# some duck calls



## swift4me (Apr 18, 2010)

Thought I'd post up some lathe work I've done lately. Aside from the ebony and rosewood calls, they are all from chainsaw milled wood from the farm.



























Thanks for looking,

Pete


----------



## scattergun13 (Apr 18, 2010)

I used to collect duck calls. Those you have made are works of art. How much do they sell for, just out of curiosity? Rep on the way...


----------



## swift4me (Apr 18, 2010)

*duck calls*

Thanks for the kind words.

When I had a hunting and fishing store, I'd sell my ebony or cocobolo mallard calls for $140 and the whistles for $60. Now I'm in France where good calls don't really exist as alot of guys still use live decoys, so I'm thinking I'll be selling them for less.

Checkered or fancy glued up multi-wood calls are more expensive.

I made southern style box turkey calls for years in California for $125, but there were very few custom box call makers in the west. Seems like the prices are lower where there are more callmakers.

I'm starting to mess around with some copper reed Reelfoot tyle calls too.

I make my own inserts and spend alot of time tuning each one, so $60 seems cheap for the time involved.

I hope that answers the question.

Thanks,

Pete


----------



## NEP (Apr 18, 2010)




----------



## pwoller (Apr 19, 2010)

swift4me said:


> Thanks for the kind words.
> 
> When I had a hunting and fishing store, I'd sell my ebony or cocobolo mallard calls for $140 and the whistles for $60. Now I'm in France where good calls don't really exist as alot of guys still use live decoys, so I'm thinking I'll be selling them for less.
> 
> ...



French hunt? I thought they were against using guns?


----------



## swift4me (Apr 19, 2010)

*wrong in Indiana*

Hunting is a big thing here througout history and still today. Part of the reason for one of the French revolutions was that they tried to take away hunting and fishing from the general population. 

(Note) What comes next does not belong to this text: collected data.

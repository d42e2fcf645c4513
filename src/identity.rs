//! Identity rules: entity ids, layout UUID validation, and device-type slugs.
//!
//! Layouts are stored by the persistence sidecar in folders named after their
//! UUID, so an externally supplied id is kept verbatim when it has the
//! canonical 8-4-4-4-12 hex shape and replaced otherwise. A malformed id never
//! reaches the store.

#[cfg(test)]
#[path = "identity_test.rs"]
mod identity_test;

use uuid::Uuid;

/// Length of the hyphenated 8-4-4-4-12 text form.
const HYPHENATED_LEN: usize = 36;

/// A fresh random (v4) id in hyphenated lowercase form.
#[must_use]
pub fn new_id() -> String {
    Uuid::new_v4().to_string()
}

/// Whether `candidate` is exactly 8-4-4-4-12 hex digits separated by hyphens.
///
/// Only the hyphenated form is 36 characters long, so the length check rules
/// out the braced, URN, and simple forms `uuid` would otherwise accept; folder
/// names depend on the exact text.
#[must_use]
pub fn is_valid_uuid(candidate: &str) -> bool {
    candidate.len() == HYPHENATED_LEN && Uuid::try_parse(candidate).is_ok()
}

/// Keep a valid external id, otherwise generate a new one.
#[must_use]
pub fn resolve_layout_id(external: Option<&str>) -> String {
    match external {
        Some(id) if is_valid_uuid(id) => id.to_string(),
        Some(id) => {
            tracing::warn!(id, "discarding malformed layout id");
            new_id()
        }
        None => new_id(),
    }
}

/// Lowercase slug: alphanumerics kept, every other run collapsed to one `-`.
#[must_use]
pub fn slugify(text: &str) -> String {
    let mut slug = String::with_capacity(text.len());
    let mut pending_dash = false;
    for c in text.chars() {
        if c.is_ascii_alphanumeric() {
            if pending_dash && !slug.is_empty() {
                slug.push('-');
            }
            pending_dash = false;
            slug.push(c.to_ascii_lowercase());
        } else {
            pending_dash = true;
        }
    }
    slug
}

/// `base`, or `base-2`, `base-3`, ... whichever is first not `taken`.
#[must_use]
pub fn unique_slug(base: &str, taken: impl Fn(&str) -> bool) -> String {
    let base = if base.is_empty() { "device" } else { base };
    if !taken(base) {
        return base.to_string();
    }
    let mut n = 2_u32;
    loop {
        let candidate = format!("{base}-{n}");
        if !taken(&candidate) {
            return candidate;
        }
        n += 1;
    }
}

It is suffering the same slow death as in America due to kids not taking it up, but the percentage of people who buy hunting lisences here is higher than most of the states in the US, except for Michigan, Montana, Alaska, Pennsylvania, etc.

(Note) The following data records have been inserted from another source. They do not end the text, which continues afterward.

//! Device-type resolution: the layout's custom catalog plus a read-only starter library.
//!
//! Placements reference device types by slug. Resolution checks the layout's
//! own custom types first, then the built-in starter library. The collision
//! engine only sees the [`DeviceTypeLookup`] trait, so it can be handed a
//! layout, or a layout with one type swapped out for a what-if resize check.

#[cfg(test)]
#[path = "catalog_test.rs"]
mod catalog_test;

use std::sync::OnceLock;

use crate::layout::{Airflow, DanglingPlacement, DeviceCategory, DeviceType, Layout};

/// Anything that can resolve a device-type slug.
pub trait DeviceTypeLookup {
    fn device_type(&self, slug: &str) -> Option<&DeviceType>;
}

impl DeviceTypeLookup for Layout {
    fn device_type(&self, slug: &str) -> Option<&DeviceType> {
        self.custom_device_type(slug).or_else(|| starter_device_type(slug))
    }
}

/// A lookup that answers with `replacement` for its slug and defers to `base` otherwise.
pub struct WithReplacement<'a, L: ?Sized> {
    base: &'a L,
    replacement: &'a DeviceType,
}

impl<'a, L: DeviceTypeLookup + ?Sized> WithReplacement<'a, L> {
    #[must_use]
    pub fn new(base: &'a L, replacement: &'a DeviceType) -> Self {
        Self { base, replacement }
    }
}

impl<L: DeviceTypeLookup + ?Sized> DeviceTypeLookup for WithReplacement<'_, L> {
    fn device_type(&self, slug: &str) -> Option<&DeviceType> {
        if slug == self.replacement.slug {
            Some(self.replacement)
        } else {
            self.base.device_type(slug)
        }
    }
}

/// The built-in generic device types. Read-only.
#[must_use]
pub fn starter_library() -> &'static [DeviceType] {
    static LIBRARY: OnceLock<Vec<DeviceType>> = OnceLock::new();
    LIBRARY.get_or_init(build_starter_library)
}

/// A starter-library type by slug.
#[must_use]
pub fn starter_device_type(slug: &str) -> Option<&'static DeviceType> {
    starter_library().iter().find(|dt| dt.slug == slug)
}

/// Whether `slug` names a read-only starter type.
#[must_use]
pub fn is_starter_slug(slug: &str) -> bool {
    starter_device_type(slug).is_some()
}

fn starter(slug: &str, model: &str, u_height: f64, category: DeviceCategory, full_depth: bool) -> DeviceType {
    let mut dt = DeviceType::new(slug, u_height, category);
    dt.model = Some(model.to_string());
    dt.is_full_depth = full_depth;
    dt
}

fn build_starter_library() -> Vec<DeviceType> {
    let mut servers = vec![
        starter("server-1u", "1U Server", 1.0, DeviceCategory::Server, true),
        starter("server-2u", "2U Server", 2.0, DeviceCategory::Server, true),
        starter("server-4u", "4U Server", 4.0, DeviceCategory::Server, true),
    ];
    for server in &mut servers {
        server.airflow = Some(Airflow::FrontToRear);
    }

    let mut library = vec![
        starter("blank-0-5u", "0.5U Blank", 0.5, DeviceCategory::Blank, false),
        starter("blank-1u", "1U Blank", 1.0, DeviceCategory::Blank, false),
        starter("blank-2u", "2U Blank", 2.0, DeviceCategory::Blank, false),
    ];
    library.append(&mut servers);
    library.extend([
        starter("switch-1u", "1U Switch", 1.0, DeviceCategory::Network, false),
        starter("patch-panel-1u", "1U Patch Panel", 1.0, DeviceCategory::PatchPanel, false),
        starter("shelf-1u", "1U Shelf", 1.0, DeviceCategory::Shelf, true),
        starter("shelf-2u", "2U Shelf", 2.0, DeviceCategory::Shelf, true),
        starter("pdu-1u", "1U PDU", 1.0, DeviceCategory::Power, false),
        starter("cable-management-1u", "1U Cable Manager", 1.0, DeviceCategory::CableManagement, false),
        starter("storage-2u", "2U Storage", 2.0, DeviceCategory::Storage, true),
    ]);
    library
}

impl Layout {
    /// Placements whose device type resolves neither in the custom catalog nor the starter library.
    #[must_use]
    pub fn dangling_placements(&self) -> Vec<DanglingPlacement> {
        self.racks
            .iter()
            .flat_map(|rack| {
                rack.devices
                    .iter()
                    .filter(|d| self.device_type(&d.device_type).is_none())
                    .map(|d| DanglingPlacement {
                        rack_id: rack.id.clone(),
                        device_id: d.id.clone(),
                        device_type: d.device_type.clone(),
                    })
            })
            .collect()
    }
}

I can buy 20 long guns cash and carry in a single day if I want to. Handguns are heavily regulated, but possible. Trap and skeet are big too. We have red stag, roe deer, wild boar, chamois, ducks, geese, woodcock, migratory pigeons, lots of red fox and others. Unfortunately, my two favorites, wild turkeys and coyotes are not founf here.... yet. I'm working on the turkey thing.

Oh... the thing about the French being rude... that BS too.

Pete


----------



## luvsaws (Apr 19, 2010)

Beautiful work!!!


----------



## dingeryote (Apr 19, 2010)

swift4me said:


> Hunting is a big thing here througout history and still today. Part of the reason for one of the French revolutions was that they tried to take away hunting and fishing from the general population.
> 
> It is suffering the same slow death as in America due to kids not taking it up, but the percentage of people who buy hunting lisences here is higher than most of the states in the US, except for Michigan, Montana, Alaska, Pennsylvania, etc.
> 
> ...



Bieng around the corner from Eibar and the Basque gun making cultural center, a fine made and balanced double should be in your future...

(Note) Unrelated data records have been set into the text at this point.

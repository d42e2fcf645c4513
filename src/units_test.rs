#![allow(clippy::float_cmp)]

use super::*;

// --- Conversions ---

#[test]
fn to_internal_whole_units() {
    assert_eq!(to_internal(1.0), 6);
    assert_eq!(to_internal(2.0), 12);
    assert_eq!(to_internal(42.0), 252);
}

#[test]
fn to_internal_fractional_units() {
    assert_eq!(to_internal(0.5), 3);
    assert_eq!(to_internal(1.5), 9);
    assert_eq!(to_internal(1.0 / 3.0), 2);
    assert_eq!(to_internal(2.0 / 3.0), 4);
}

#[test]
fn to_internal_rounds_to_nearest() {
    assert_eq!(to_internal(1.01), 6);
    assert_eq!(to_internal(1.49), 9);
}

#[test]
fn to_human_inverts_whole_units() {
    assert_eq!(to_human(6), 1.0);
    assert_eq!(to_human(9), 1.5);
    assert_eq!(to_human(0), 0.0);
}

#[test]
fn round_trip_every_sixth_up_to_100u() {
    for sixths in 0..=600 {
        let human = f64::from(sixths) / 6.0;
        assert_eq!(to_human(to_internal(human)), human, "sixths={sixths}");
    }
}

#[test]
fn height_to_internal_matches_to_internal() {
    for h in [0.5, 1.0, 2.0, 4.0, 1.5] {
        assert_eq!(height_to_internal(h), to_internal(h));
    }
}

#[test]
fn whole_units_floors() {
    assert_eq!(whole_units(6), 1);
    assert_eq!(whole_units(11), 1);
    assert_eq!(whole_units(12), 2);
}

// --- Formatting ---

#[test]
fn format_whole_position() {
    assert_eq!(format_position(6), "1");
    assert_eq!(format_position(252), "42");
}

#[test]
fn format_hole_aligned_fractions() {
    assert_eq!(format_position(8), "1⅓");
    assert_eq!(format_position(10), "1⅔");
}

#[test]
fn format_height_derived_fractions() {
    assert_eq!(format_position(7), "1⅙");
    assert_eq!(format_position(9), "1½");
    assert_eq!(format_position(11), "1⅚");
}

#[test]
fn format_zero() {
    assert_eq!(format_position(0), "0");
}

Some of the best firearms I have ever held, came from your neck of the woods. I'd be Gun poor and starving if I was you.

Stay safe!
Dingeryote


----------



## little possum (Apr 19, 2010)

:drool:

How much to ship to US 

I love quackers. Although theres not really many round here. 

Nice work on the calls.


----------



## B-Edwards (Apr 19, 2010)

Those are very nice looking calls. Hey find me a French model 1950 9mm . They are very hard to find in the states. I do have a 1935a nazi proofed :biggrinbounce2:.


----------



## john taliaferro (Apr 20, 2010)

nice work. do they still eat all afternoon then go walking, got relly good memories of france


----------



## Stihlverado (Apr 22, 2010)

Those are really talented works!


----------



## indiansprings (Apr 22, 2010)

Really nice work, I'd rather have a piece of hand made artwork like that than the acrylic calls of today, don't find that many quality wood calls here in the U.S. anymore. Cody and Camp both still make some very decent custom turkey calls though. What species of duck do they hunt?
Spent four or five days in Paris years ago, understand it's a tourist center, but they were the rudest, yankee hating people, I've see in my global travels, the vietmanese were friendlier.lol I understand from others Paris is not representative of the rest of the country.


----------



## swift4me (Apr 23, 2010)

*thanks*

THank you for the kind words on my calls. I really enjoy making and tuning each one. The tuning, same as in turkey calls, is the fun part. I've never turned acrylic, and will probably stay with wood, but I've blown alot of good acrylic calls too. When hunting in small spots, nothing beats wood for a ducky sound.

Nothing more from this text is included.